There are no required texts for this course. The following books may be helpful to supplement lectures and the book draft.

  1. David P. Feldman. Chaos and Fractals: An Elementary Introduction. Oxford University Press. 2012.
  2. Daniel Kaplan and Leon Glass. Understanding Nonlinear Dynamics. Birkhauser. 1995.
  3. Steven Strogatz. Nonlinear Dynamics and Chaos. Westview Press. 1994.

Assignments

Code

Lecture Notes/Book Draft

Course Structure

This tutorial will meet two to three times a week. Class meetings will be a combination of lecture, discussion, group work, and programming sessions. For almost all class meetings I will assign exercises that students will do in groups and then discuss in class. Students will do a final project in which they look at a particular application of dynamical systems to an area of science. Using this analysis as a starting point, students will also consider what general lessons from dynamical systems are important for this scientific area.

Outline

  • Introduction I: Dynamical Systems Finite difference equations and differential equations. Solution methods, focusing almost exclusively on numerical methods.
  • Introduction II: Global and Qualitative Analysis of Dynamical Systems. Global analysis of dynamical systems. Stable and unstable solutions. Fixed points and periodic behavior. Phase space.
  • Small Changes Yield Big Changes. Bifurcations. Catastrophes. Hystersis. Multiple equilibria.
  • Disorder from Order. Chaos. Sensitive dependence on initial conditions (butterfly effect). Lyapunov exponents.
  • Coexistence of Order and Disorder.

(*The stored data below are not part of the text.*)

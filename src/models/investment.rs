//! Investment domain models

use chrono::{DateTime, NaiveDate, Utc};
use serde::{Deserialize, Serialize};

/// Investment row joined with its category name
#[derive(Debug, Clone, Serialize, sqlx::FromRow)]
#[serde(rename_all = "camelCase")]
pub struct Investment {
    pub id: i64,
    pub user_id: i64,
    pub category_id: i64,
    pub date: NaiveDate,
    pub description: Option<String>,
    pub amount: f64,
    pub return_percentage: Option<f64>,
    pub created_at: DateTime<Utc>,
    pub updated_at: DateTime<Utc>,

    pub category_name: String,
}

/// Create investment request
#[derive(Debug, Deserialize, validator::Validate)]
#[serde(rename_all = "camelCase")]
pub struct CreateInvestmentRequest {
    pub category_id: i64,
    pub date: NaiveDate,
    pub description: Option<String>,
    pub amount: f64,

    #[validate(range(min = 0.0, max = 100.0, message = "Return percentage must be 0-100"))]
    pub return_percentage: Option<f64>,
}

/// Update investment request; omitted fields keep their stored value
#[derive(Debug, Deserialize, validator::Validate)]
#[serde(rename_all = "camelCase")]
pub struct UpdateInvestmentRequest {
    pub category_id: Option<i64>,
    pub date: Option<NaiveDate>,
    pub description: Option<String>,
    pub amount: Option<f64>,

    #[validate(range(min = 0.0, max = 100.0, message = "Return percentage must be 0-100"))]
    pub return_percentage: Option<f64>,
}

impl UpdateInvestmentRequest {
    pub fn is_empty(&self) -> bool {
        self.category_id.is_none()
            && self.date.is_none()
            && self.description.is_none()
            && self.amount.is_none()
            && self.return_percentage.is_none()
    }
}

#[cfg(test)]
mod tests {
    use super::*;
    use validator::Validate;

    #[test]
    fn test_create_investment_validation() {
        let valid = CreateInvestmentRequest {
            category_id: 1,
            date: NaiveDate::from_ymd_opt(2025, 3, 1).unwrap(),
            description: None,
            amount: 1000.0,
            return_percentage: Some(5.25),
        };
        assert!(valid.validate().is_ok());

        let out_of_range = CreateInvestmentRequest {
            return_percentage: Some(250.0),
            ..valid
        };
        assert!(out_of_range.validate().is_err());
    }
}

Stable chaos. Invariant densities. Strange attractors.
  • Complex Behavior from Simple Rules. Strange attractors. Pattern formation. Self-organization and emergence.
  • Conclusion.

Links





This course is a survey of dynamical systems, the field of applied mathematics that studies systems that change over time. The modern study of dynamical systems includes examining particular systems or areas of application, as well as looking at systems more broadly and abstractly to develop generally applicable tools for studying dynamical systems or to classify different sorts of behavior.

This course is intended for motivated students with strong math backgrounds who wish to gain an overview of dynamical systems and to discuss and debate the insights the study of dynamical systems holds for the physical, natural, and social sciences. Using both differential equations and difference equations as our main items of study, we will cover standard topics in dynamical systems, including phase space, bifurcation diagrams, chaotic behavior, sensitive dependence on initial conditions, strange attractors, embedding and attractor reconstruction, and Lyapunov exponents. A central theme that emerges from the study of dynamical systems is that there is a subtle relationship between order and disorder. Unpredictable behavior can arise from deterministic dynamical systems, and complex behavior can have simple origins. We shall see that predictability and unpredictability, simplicity and complexity, and order and disorder are not opposites, but are often exist simultaneously in the same dynamical system.

Evaluation will be based on participation in seminar-style class sessions, problems sets, and a final project and presentation.

Intermediate. No lab fee. Prerequisites: Calculus II and permission of instructor. Experience writing simple computer programs (in any language) will be helpful, but not required. Class size limited to 5.